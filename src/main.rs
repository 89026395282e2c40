//! Shape Constraints CLI
//!
//! Usage:
//!   shape-constraints [OPTIONS] [FILE]
//!
//! Options:
//!   -c, --config <FILE>  Solver tuning file (TOML format)
//!   -f, --fixed <SHAPE>  Shape to hold fixed while solving
//!   -s, --summary        Print constraint labels and satisfaction to stderr
//!   -t, --trace          Print solver diagnostics to stderr
//!   -h, --help           Print help
//!
//! Reads a TOML scene (shapes plus constraints), solves every constraint
//! in declaration order, and prints the scene with solved transforms.

use std::fs;
use std::io::{self, IsTerminal, Read};
use std::path::PathBuf;

use clap::Parser;

use shape_constraints::{ConstraintEngine, Scene, SolverConfig};

#[derive(Parser)]
#[command(name = "shape-constraints")]
#[command(about = "Geometric constraint solver for 2D shape scenes")]
struct Cli {
    /// Input scene file (reads from stdin if not provided)
    input: Option<PathBuf>,

    /// Solver tuning file (TOML format)
    #[arg(short, long)]
    config: Option<PathBuf>,

    /// Shape to hold fixed while solving
    #[arg(short, long)]
    fixed: Option<String>,

    /// Print constraint labels and satisfaction to stderr
    #[arg(short, long)]
    summary: bool,

    /// Print solver diagnostics to stderr
    #[arg(short, long)]
    trace: bool,
}

fn main() {
    let cli = Cli::parse();

    // If no input file and stdin is a terminal (interactive), show help
    if cli.input.is_none() && io::stdin().is_terminal() {
        print_intro();
        return;
    }

    // Load solver configuration
    let config = match &cli.config {
        Some(path) => match SolverConfig::from_file(path) {
            Ok(c) => c,
            Err(e) => {
                eprintln!("Error loading config '{}': {}", path.display(), e);
                std::process::exit(1);
            }
        },
        None => SolverConfig::default(),
    };
    let trace = cli.trace || config.trace;
    let config = config.with_trace(trace);

    // Read input
    let source = match &cli.input {
        Some(path) => match fs::read_to_string(path) {
            Ok(content) => content,
            Err(e) => {
                eprintln!("Error reading file '{}': {}", path.display(), e);
                std::process::exit(1);
            }
        },
        None => {
            let mut buffer = String::new();
            match io::stdin().read_to_string(&mut buffer) {
                Ok(_) => buffer,
                Err(e) => {
                    eprintln!("Error reading from stdin: {}", e);
                    std::process::exit(1);
                }
            }
        }
    };

    let mut scene = match Scene::from_toml(&source) {
        Ok(scene) => scene,
        Err(e) => {
            eprintln!("Error: {}", e);
            std::process::exit(1);
        }
    };

    let mut shapes = scene.shape_set();
    let mut engine = ConstraintEngine::with_config(config);

    // Register every constraint; each one solves as it is added.
    for entry in &scene.constraints {
        let (a, b) = match entry.anchor_refs() {
            Ok(refs) => refs,
            Err(e) => {
                eprintln!("Error: {}", e);
                std::process::exit(1);
            }
        };
        let kind = match entry.constraint_kind() {
            Ok(kind) => kind,
            Err(e) => {
                eprintln!("Error: {}", e);
                std::process::exit(1);
            }
        };
        let result = match kind {
            shape_constraints::ConstraintKind::Coincident => {
                engine.add_coincident(&mut shapes, a, b)
            }
            shape_constraints::ConstraintKind::Distance(d) => {
                engine.add_distance(&mut shapes, a, b, d)
            }
            shape_constraints::ConstraintKind::Horizontal => {
                engine.add_horizontal(&mut shapes, a, b)
            }
            shape_constraints::ConstraintKind::Vertical => engine.add_vertical(&mut shapes, a, b),
        };
        if let Err(e) = result {
            eprintln!("Error: {}", e);
            std::process::exit(1);
        }
    }

    // Registration solves each constraint as it lands, which already
    // moves shapes around. Re-seed from the authored transforms so the
    // final enforcement pass starts from the scene as written, with the
    // requested shape held fixed there.
    let mut shapes = scene.shape_set();
    engine.apply_all(&mut shapes, cli.fixed.as_deref());

    if cli.summary {
        for label in engine.constraint_list() {
            eprintln!("{}", label);
        }
    }

    scene.update_from(&shapes);
    match scene.to_toml() {
        Ok(toml) => print!("{}", toml),
        Err(e) => {
            eprintln!("Error: {}", e);
            std::process::exit(1);
        }
    }
}

fn print_intro() {
    println!(
        r#"Shape Constraints - geometric constraint solver for 2D shape scenes

USAGE:
    shape-constraints [OPTIONS] [FILE]
    cat scene.toml | shape-constraints

OPTIONS:
    -c, --config <FILE>  Solver tuning file (TOML)
    -f, --fixed <SHAPE>  Shape to hold fixed while solving
    -s, --summary        Print constraint labels to stderr
    -t, --trace          Print solver diagnostics to stderr
    -h, --help           Print help

SCENE FORMAT:
    [[shapes]]
    name = "panel"
    type = "rect"             # rect, circle, ring, ellipse, polygon,
    position = [0.0, 0.0]     # triangle, arc, arrow
    rotation = 0.0
    [shapes.params]
    width = 80.0
    height = 40.0

    [[constraints]]
    type = "coincident"       # coincident, distance, horizontal, vertical
    a = "knob.center"
    b = "panel.right"

The solved scene is printed to stdout as TOML."#
    );
}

○ ○ ○ ○ ○ ○ ○

§ **WHAT NEEDS TO BE DONE**:
Word for word, transcribe the complete listing.

§ **SOLUTION**:
filename src/main.rs
repository 89026395282e2c40
//! Shape Constraints CLI
//!
//! Usage:
//!   shape-constraints [OPTIONS] [FILE]
//!
//! Options:
//!   -c, --config <FILE>  Solver tuning file (TOML format)
//!   -f, --fixed <SHAPE>  Shape to hold fixed while solving
//!   -s, --summary        Print constraint labels and satisfaction to stderr
//!   -t, --trace          Print solver diagnostics to stderr
//!   -h, --help           Print help
//!
//! Reads a TOML scene (shapes plus constraints), solves every constraint
//! in declaration order, and prints the scene with solved transforms.

use std::fs;
use std::io::{self, IsTerminal, Read};
use std::path::PathBuf;

use clap::Parser;

use shape_constraints::{ConstraintEngine, Scene, SolverConfig};

#[derive(Parser)]
#[command(name = "shape-constraints")]
#[command(about = "Geometric constraint solver for 2D shape scenes")]
struct Cli {
    /// Input scene file (reads from stdin if not provided)
    input: Option<PathBuf>,

    /// Solver tuning file (TOML format)
    #[arg(short, long)]
    config: Option<PathBuf>,

    /// Shape to hold fixed while solving
    #[arg(short, long)]
    fixed: Option<String>,

    /// Print constraint labels and satisfaction to stderr
    #[arg(short, long)]
    summary: bool,

    /// Print solver diagnostics to stderr
    #[arg(short, long)]
    trace: bool,
}

fn main() {
    let cli = Cli::parse();

    // If no input file and stdin is a terminal (interactive), show help
    if cli.input.is_none() && io::stdin().is_terminal() {
        print_intro();
        return;
    }

    // Load solver configuration
    let config = match &cli.config {
        Some(path) => match SolverConfig::from_file(path) {
            Ok(c) => c,
            Err(e) => {
                eprintln!("Error loading config '{}': {}", path.display(), e);
                std::process::exit(1);
            }
        },
        None => SolverConfig::default(),
    };
    let trace = cli.trace || config.trace;
    let config = config.with_trace(trace);

    // Read input
    let source = match &cli.input {
        Some(path) => match fs::read_to_string(path) {
            Ok(content) => content,
            Err(e) => {
                eprintln!("Error reading file '{}': {}", path.display(), e);
                std::process::exit(1);
            }
        },
        None => {
            let mut buffer = String::new();
            match io::stdin().read_to_string(&mut buffer) {
                Ok(_) => buffer,
                Err(e) => {
                    eprintln!("Error reading from stdin: {}", e);
                    std::process::exit(1);
                }
            }
        }
    };

    let mut scene = match Scene::from_toml(&source) {
        Ok(scene) => scene,
        Err(e) => {
            eprintln!("Error: {}", e);
            std::process::exit(1);
        }
    };

    let mut shapes = scene.shape_set();
    let mut engine = ConstraintEngine::with_config(config);

    // Register every constraint; each one solves as it is added.
    for entry in &scene.constraints {
        let (a, b) = match entry.anchor_refs() {
            Ok(refs) => refs,
            Err(e) => {
                eprintln!("Error: {}", e);
                std::process::exit(1);
            }
        };
        let kind = match entry.constraint_kind() {
            Ok(kind) => kind,
            Err(e) => {
                eprintln!("Error: {}", e);
                std::process::exit(1);
            }
        };
        let result = match kind {
            shape_constraints::ConstraintKind::Coincident => {
                engine.add_coincident(&mut shapes, a, b)
            }
            shape_constraints::ConstraintKind::Distance(d) => {
                engine.add_distance(&mut shapes, a, b, d)
            }
            shape_constraints::ConstraintKind::Horizontal => {
                engine.add_horizontal(&mut shapes, a, b)
            }
            shape_constraints::ConstraintKind::Vertical => engine.add_vertical(&mut shapes, a, b),
        };
        if let Err(e) = result {
            eprintln!("Error: {}", e);
            std::process::exit(1);
        }
    }

    // Registration solves each constraint as it lands, which already
    // moves shapes around. Re-seed from the authored transforms so the
    // final enforcement pass starts from the scene as written, with the
    // requested shape held fixed there.
    let mut shapes = scene.shape_set();
    engine.apply_all(&mut shapes, cli.fixed.as_deref());

    if cli.summary {
        for label in engine.constraint_list() {
            eprintln!("{}", label);
        }
    }

    scene.update_from(&shapes);
    match scene.to_toml() {
        Ok(toml) => print!("{}", toml),
        Err(e) => {
            eprintln!("Error: {}", e);
            std::process::exit(1);
        }
    }
}

fn print_intro() {
    println!(
        r#"Shape Constraints - geometric constraint solver for 2D shape scenes

USAGE:
    shape-constraints [OPTIONS] [FILE]
    cat scene.toml | shape-constraints

OPTIONS:
    -c, --config <FILE>  Solver tuning file (TOML)
    -f, --fixed <SHAPE>  Shape to hold fixed while solving
    -s, --summary        Print constraint labels to stderr
    -t, --trace          Print solver diagnostics to stderr
    -h, --help           Print help

SCENE FORMAT:
    [[shapes]]
    name = "panel"
    type = "rect"             # rect, circle, ring, ellipse, polygon,
    position = [0.0, 0.0]     # triangle, arc, arrow
    rotation = 0.0
    [shapes.params]
    width = 80.0
    height = 40.0

    [[constraints]]
    type = "coincident"       # coincident, distance, horizontal, vertical
    a = "knob.center"
    b = "panel.right"

The solved scene is printed to stdout as TOML."#
    );
}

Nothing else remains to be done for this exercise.